Exercise directions =>
In the data that follows, each entry is to be restated exactly.

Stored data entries
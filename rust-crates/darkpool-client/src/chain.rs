use crate::{
    config::ClientConfig,
    error::FetchError,
    types::{
        MarketId,
        MarketInfo,
        MarketSnapshot,
        PoolState,
        TransactionId,
    },
};
use reqwest::StatusCode;
use std::fmt;
use tracing::{
    debug,
    warn,
};

/// Read-only view of the program's public state. Every call is a single request;
/// nothing is cached or retried.
#[derive(Clone)]
pub struct ChainStateClient {
    config: ClientConfig,
    http: reqwest::Client,
}

impl ChainStateClient {
    pub fn new(config: ClientConfig) -> Result<Self, FetchError> {
        let http = reqwest::Client::builder()
            .build()
            .map_err(FetchError::Client)?;
        Ok(Self::with_http(config, http))
    }

    pub fn with_http(config: ClientConfig, http: reqwest::Client) -> Self {
        Self { config, http }
    }

    pub fn config(&self) -> &ClientConfig {
        &self.config
    }

    /// Raw struct literal stored under `key`, `None` when the key is absent.
    pub async fn mapping_value(
        &self,
        mapping: &str,
        key: &str,
    ) -> Result<Option<String>, FetchError> {
        let url = format!("{}/mapping/{mapping}/{key}", self.config.program_url());
        debug!(%url, "reading mapping");
        let Some(body) = self.get_text(&url).await? else {
            return Ok(None);
        };
        Ok(mapping_body(&body))
    }

    pub async fn market(&self, market_id: &MarketId) -> Option<MarketInfo> {
        let raw = self
            .read_for_display(&self.config.mappings.markets, market_id)
            .await?;
        match MarketInfo::decode(&raw, self.config.market_schema) {
            Ok(info) => Some(info),
            Err(error) => {
                warn!(%market_id, %error, "discarding malformed market record");
                None
            }
        }
    }

    pub async fn pool(&self, market_id: &MarketId) -> Option<PoolState> {
        let raw = self
            .read_for_display(&self.config.mappings.pools, market_id)
            .await?;
        match PoolState::decode(&raw) {
            Ok(pool) => {
                if !pool.is_consistent() {
                    warn!(
                        %market_id,
                        total_yes = pool.total_yes,
                        total_no = pool.total_no,
                        total_pool = pool.total_pool,
                        "pool totals do not add up"
                    );
                }
                Some(pool)
            }
            Err(error) => {
                warn!(%market_id, %error, "discarding malformed pool record");
                None
            }
        }
    }

    /// Market and pool read concurrently; a market without a pool entry yet
    /// reports an empty pool.
    pub async fn market_snapshot(&self, market_id: &MarketId) -> Option<MarketSnapshot> {
        let (info, pool) = futures::join!(self.market(market_id), self.pool(market_id));
        Some(MarketSnapshot {
            market_id: market_id.clone(),
            info: info?,
            pool: pool.unwrap_or_default(),
        })
    }

    /// Health signal only.
    pub async fn program_live(&self) -> bool {
        let url = self.config.program_url();
        match self.http.get(&url).send().await {
            Ok(res) => {
                debug!(%url, status = %res.status(), "program check");
                res.status().is_success()
            }
            Err(error) => {
                warn!(%url, %error, "program check failed");
                false
            }
        }
    }

    pub async fn latest_height(&self) -> Result<u32, FetchError> {
        let url = format!("{}/block/height/latest", self.config.network_url());
        let body = self
            .get_text(&url)
            .await?
            .ok_or(FetchError::Unexpected(StatusCode::NOT_FOUND))?;
        serde_json::from_str(body.trim())
            .map_err(|e| FetchError::InvalidBody(format!("block height: {e}")))
    }

    pub async fn transaction(
        &self,
        id: &TransactionId,
    ) -> Result<Option<serde_json::Value>, FetchError> {
        let url = format!("{}/transaction/{id}", self.config.network_url());
        let Some(body) = self.get_text(&url).await? else {
            return Ok(None);
        };
        let value: serde_json::Value = serde_json::from_str(&body)
            .map_err(|e| FetchError::InvalidBody(format!("transaction: {e}")))?;
        Ok((!value.is_null()).then_some(value))
    }

    /// Latest transactions touching the program, newest first as the node orders
    /// them. A program the node does not know has none.
    pub async fn recent_transactions(
        &self,
        limit: u32,
    ) -> Result<Vec<serde_json::Value>, FetchError> {
        let url = format!("{}/transactions?limit={limit}", self.config.program_url());
        let Some(body) = self.get_text(&url).await? else {
            return Ok(Vec::new());
        };
        let value: serde_json::Value = serde_json::from_str(&body)
            .map_err(|e| FetchError::InvalidBody(format!("transactions: {e}")))?;
        match value {
            serde_json::Value::Null => Ok(Vec::new()),
            serde_json::Value::Array(transactions) => Ok(transactions),
            other => Err(FetchError::InvalidBody(format!(
                "transactions: expected an array, got {other}"
            ))),
        }
    }

    async fn get_text(&self, url: &str) -> Result<Option<String>, FetchError> {
        let res = self
            .http
            .get(url)
            .send()
            .await
            .map_err(FetchError::Unreachable)?;
        let status = res.status();
        if status == StatusCode::NOT_FOUND {
            return Ok(None);
        }
        if !status.is_success() {
            return Err(FetchError::Unexpected(status));
        }
        res.text().await.map(Some).map_err(FetchError::Unreachable)
    }

    async fn read_for_display(
        &self,
        mapping: &str,
        market_id: &MarketId,
    ) -> Option<String> {
        match self.mapping_value(mapping, &market_id.to_input()).await {
            Ok(value) => value,
            Err(error) => {
                warn!(mapping, %market_id, %error, "mapping unavailable");
                None
            }
        }
    }
}

/// The node answers an unset key with `null` and may quote the literal as a
/// JSON string.
fn mapping_body(body: &str) -> Option<String> {
    let trimmed = body.trim();
    if trimmed.is_empty() || trimmed == "null" {
        return None;
    }
    if trimmed.starts_with('"') {
        return serde_json::from_str::<String>(trimmed)
            .ok()
            .or_else(|| Some(trimmed.to_owned()));
    }
    Some(trimmed.to_owned())
}

impl fmt::Display for ChainStateClient {
    fn fmt(&self, f: &mut fmt::Formatter<'_>) -> fmt::Result {
        write!(f, "{}", self.config.program_url())
    }
}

Finished task =>
filename rust-crates/darkpool-client/src/chain.rs
use crate::{
    config::ClientConfig,
    error::FetchError,
    types::{
        MarketId,
        MarketInfo,
        MarketSnapshot,
        PoolState,
        TransactionId,
    },
};
use reqwest::StatusCode;
use std::fmt;
use tracing::{
    debug,
    warn,
};

/// Read-only view of the program's public state. Every call is a single request;
/// nothing is cached or retried.
#[derive(Clone)]
pub struct ChainStateClient {
    config: ClientConfig,
    http: reqwest::Client,
}

impl ChainStateClient {
    pub fn new(config: ClientConfig) -> Result<Self, FetchError> {
        let http = reqwest::Client::builder()
            .build()
            .map_err(FetchError::Client)?;
        Ok(Self::with_http(config, http))
    }

    pub fn with_http(config: ClientConfig, http: reqwest::Client) -> Self {
        Self { config, http }
    }

    pub fn config(&self) -> &ClientConfig {
        &self.config
    }

    /// Raw struct literal stored under `key`, `None` when the key is absent.
    pub async fn mapping_value(
        &self,
        mapping: &str,
        key: &str,
    ) -> Result<Option<String>, FetchError> {
        let url = format!("{}/mapping/{mapping}/{key}", self.config.program_url());
        debug!(%url, "reading mapping");
        let Some(body) = self.get_text(&url).await? else {
            return Ok(None);
        };
        Ok(mapping_body(&body))
    }

    pub async fn market(&self, market_id: &MarketId) -> Option<MarketInfo> {
        let raw = self
            .read_for_display(&self.config.mappings.markets, market_id)
            .await?;
        match MarketInfo::decode(&raw, self.config.market_schema) {
            Ok(info) => Some(info),
            Err(error) => {
                warn!(%market_id, %error, "discarding malformed market record");
                None
            }
        }
    }

    pub async fn pool(&self, market_id: &MarketId) -> Option<PoolState> {
        let raw = self
            .read_for_display(&self.config.mappings.pools, market_id)
            .await?;
        match PoolState::decode(&raw) {
            Ok(pool) => {
                if !pool.is_consistent() {
                    warn!(
                        %market_id,
                        total_yes = pool.total_yes,
                        total_no = pool.total_no,
                        total_pool = pool.total_pool,
                        "pool totals do not add up"
                    );
                }
                Some(pool)
            }
            Err(error) => {
                warn!(%market_id, %error, "discarding malformed pool record");
                None
            }
        }
    }

    /// Market and pool read concurrently; a market without a pool entry yet
    /// reports an empty pool.
    pub async fn market_snapshot(&self, market_id: &MarketId) -> Option<MarketSnapshot> {
        let (info, pool) = futures::join!(self.market(market_id), self.pool(market_id));
        Some(MarketSnapshot {
            market_id: market_id.clone(),
            info: info?,
            pool: pool.unwrap_or_default(),
        })
    }

    /// Health signal only.
    pub async fn program_live(&self) -> bool {
        let url = self.config.program_url();
        match self.http.get(&url).send().await {
            Ok(res) => {
                debug!(%url, status = %res.status(), "program check");
                res.status().is_success()
            }
            Err(error) => {
                warn!(%url, %error, "program check failed");
                false
            }
        }
    }

    pub async fn latest_height(&self) -> Result<u32, FetchError> {
        let url = format!("{}/block/height/latest", self.config.network_url());
        let body = self
            .get_text(&url)
            .await?
            .ok_or(FetchError::Unexpected(StatusCode::NOT_FOUND))?;
        serde_json::from_str(body.trim())
            .map_err(|e| FetchError::InvalidBody(format!("block height: {e}")))
    }

    pub async fn transaction(
        &self,
        id: &TransactionId,
    ) -> Result<Option<serde_json::Value>, FetchError> {
        let url = format!("{}/transaction/{id}", self.config.network_url());
        let Some(body) = self.get_text(&url).await? else {
            return Ok(None);
        };
        let value: serde_json::Value = serde_json::from_str(&body)
            .map_err(|e| FetchError::InvalidBody(format!("transaction: {e}")))?;
        Ok((!value.is_null()).then_some(value))
    }

    /// Latest transactions touching the program, newest first as the node orders
    /// them. A program the node does not know has none.
    pub async fn recent_transactions(
        &self,
        limit: u32,
    ) -> Result<Vec<serde_json::Value>, FetchError> {
        let url = format!("{}/transactions?limit={limit}", self.config.program_url());
        let Some(body) = self.get_text(&url).await? else {
            return Ok(Vec::new());
        };
        let value: serde_json::Value = serde_json::from_str(&body)
            .map_err(|e| FetchError::InvalidBody(format!("transactions: {e}")))?;
        match value {
            serde_json::Value::Null => Ok(Vec::new()),
            serde_json::Value::Array(transactions) => Ok(transactions),
            other => Err(FetchError::InvalidBody(format!(
                "transactions: expected an array, got {other}"
            ))),
        }
    }

    async fn get_text(&self, url: &str) -> Result<Option<String>, FetchError> {
        let res = self
            .http
            .get(url)
            .send()
            .await
            .map_err(FetchError::Unreachable)?;
        let status = res.status();
        if status == StatusCode::NOT_FOUND {
            return Ok(None);
        }
        if !status.is_success() {
            return Err(FetchError::Unexpected(status));
        }
        res.text().await.map(Some).map_err(FetchError::Unreachable)
    }

    async fn read_for_display(
        &self,
        mapping: &str,
        market_id: &MarketId,
    ) -> Option<String> {
        match self.mapping_value(mapping, &market_id.to_input()).await {
            Ok(value) => value,
            Err(error) => {
                warn!(mapping, %market_id, %error, "mapping unavailable");
                None
            }
        }
    }
}

/// The node answers an unset key with `null` and may quote the literal as a
/// JSON string.
fn mapping_body(body: &str) -> Option<String> {
    let trimmed = body.trim();
    if trimmed.is_empty() || trimmed == "null" {
        return None;
    }
    if trimmed.starts_with('"') {
        return serde_json::from_str::<String>(trimmed)
            .ok()
            .or_else(|| Some(trimmed.to_owned()));
    }
    Some(trimmed.to_owned())
}

impl fmt::Display for ChainStateClient {
    fn fmt(&self, f: &mut fmt::Formatter<'_>) -> fmt::Result {
        write!(f, "{}", self.config.program_url())
    }
}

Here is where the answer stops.